It was her father's week, though she wished she could stay longer. A long plane ride filled with plans that reeked of pity and sorrow was all that she remembered on these types of days.  Ten years ago, they divorced. Olive was an olive branch, quite literally. She was the product of one final attempt for her parents to remain in love. They stopped loving each other while together when she was six years old. That was seven years ago.

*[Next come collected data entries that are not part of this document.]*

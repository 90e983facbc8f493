use std::collections::HashMap;
use std::sync::{Arc, Mutex, PoisonError};

use gloss_protocol::{Lexicon, Token, TokenKind};
use tokio::sync::OnceCell;
use tracing::{debug, info, instrument, warn};

use crate::embedding::LocalEmbedder;
use crate::fallback::{has_raw, FallbackOutcome};
use crate::index::{IndexMethod, SemanticIndex, SemanticMatch};
use crate::provider::EmbeddingProvider;

/// Lower-cased text -> vector. Grows monotonically, never evicted.
#[derive(Debug, Default)]
pub struct EmbeddingCache {
    vectors: Mutex<HashMap<String, Arc<Vec<f32>>>>,
}

impl EmbeddingCache {
    pub fn get(&self, key: &str) -> Option<Arc<Vec<f32>>> {
        self.vectors
            .lock()
            .unwrap_or_else(PoisonError::into_inner)
            .get(key)
            .cloned()
    }

    pub fn insert(&self, key: String, vector: Vec<f32>) -> Arc<Vec<f32>> {
        let vector = Arc::new(vector);
        self.vectors
            .lock()
            .unwrap_or_else(PoisonError::into_inner)
            .insert(key, vector.clone());
        vector
    }

    pub fn len(&self) -> usize {
        self.vectors.lock().unwrap_or_else(PoisonError::into_inner).len()
    }

    pub fn is_empty(&self) -> bool {
        self.len() == 0
    }
}

/// Owns the semantic index and the embedding cache.
///
/// The index is built lazily by the first lookup; concurrent first callers
/// await the same build. Once built it never changes.
pub struct SemanticContext {
    lexicon: Arc<Lexicon>,
    embedder: LocalEmbedder,
    provider: Option<Arc<dyn EmbeddingProvider>>,
    index: OnceCell<SemanticIndex>,
    cache: EmbeddingCache,
    min_similarity: f32,
}

impl SemanticContext {
    pub fn new(
        lexicon: Arc<Lexicon>,
        provider: Option<Arc<dyn EmbeddingProvider>>,
        min_similarity: f32,
    ) -> Self {
        Self {
            embedder: LocalEmbedder::new(&lexicon),
            lexicon,
            provider,
            index: OnceCell::new(),
            cache: EmbeddingCache::default(),
            min_similarity,
        }
    }

    pub fn is_ready(&self) -> bool {
        self.index.initialized()
    }

    pub fn cache(&self) -> &EmbeddingCache {
        &self.cache
    }

    /// The index, building it on first use.
    pub async fn ready(&self) -> &SemanticIndex {
        self.index.get_or_init(|| self.build()).await
    }

    #[instrument(skip(self), fields(vocabulary = self.lexicon.glosses.len()))]
    async fn build(&self) -> SemanticIndex {
        if let Some(provider) = &self.provider {
            if let Some(index) = SemanticIndex::build_remote(&self.lexicon, provider.as_ref()).await {
                info!("Semantic index ready (remote, {} entries)", index.len());
                return index;
            }
            warn!("Remote embedding build failed, rebuilding with local embeddings");
        }
        let index = SemanticIndex::build_local(&self.lexicon, &self.embedder);
        info!("Semantic index ready (local, {} entries)", index.len());
        index
    }

    async fn embed_query(&self, text: &str, method: IndexMethod) -> Option<Arc<Vec<f32>>> {
        let key = text.trim().to_lowercase();
        if let Some(hit) = self.cache.get(&key) {
            return Some(hit);
        }
        let vector = match (method, &self.provider) {
            (IndexMethod::Remote, Some(provider)) => match provider.embed(&key).await {
                Ok(v) => v,
                Err(e) => {
                    warn!("Query embedding failed for {:?}: {}", key, e);
                    return None;
                }
            },
            _ => self.embedder.embed(&key),
        };
        Some(self.cache.insert(key, vector))
    }

    /// Nearest vocabulary entry for the token's query text, if it clears the floor.
    pub async fn resolve(&self, token: &Token) -> Option<SemanticMatch> {
        let index = self.ready().await;
        let query = token.query_text();
        let vector = self.embed_query(query, index.method).await?;
        if vector.len() != index.dimension {
            warn!(
                "Query {:?} embedded with dimension {}, index has {}",
                query,
                vector.len(),
                index.dimension
            );
            return None;
        }
        let found = index.lookup(&vector, token.word_count(), self.min_similarity);
        debug!("Semantic lookup {:?} -> {:?}", query, found);
        found
    }

    /// Resolves every Raw token. Skips the index build entirely when none exist.
    pub async fn apply_fallback(&self, tokens: &[Token]) -> FallbackOutcome {
        if !has_raw(tokens) {
            return FallbackOutcome::unchanged(tokens);
        }
        let mut matches = Vec::with_capacity(tokens.len());
        for token in tokens {
            matches.push(match token.kind() {
                TokenKind::Raw => self.resolve(token).await,
                _ => None,
            });
        }
        FallbackOutcome::from_matches(tokens, matches)
    }
}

She was thirteen now, with dark brown hair that tangled in ways she couldn't explain. With a fear of men with masks, and scary movies. Her mother and father were paranoid but the last of their tormentors died years ago.

     It didn't matter, claimed her mother on bad nights.

    They always come back, her father whispered when he kissed her goodnight.

     Olive just wanted to ignore the man in the mirror with the funny shaped head wound. She never told her parents about the strange man. He often spun tales of killers with masks, and movies that barred the names of her parents. He said this was her design, her fate. To either be the man in the mask, or be the little bunny that he kills. On these nights, Olive sleeps with her father. Sometimes, it's other people, still with the same man's mask. They whisper their vision of events, muttering profanities Olive never dared to repeat.

    Olive knows their names. She knows exactly who they killed, where they killed. There was Woodsburo in her blood, no matter how many times her mother denied it.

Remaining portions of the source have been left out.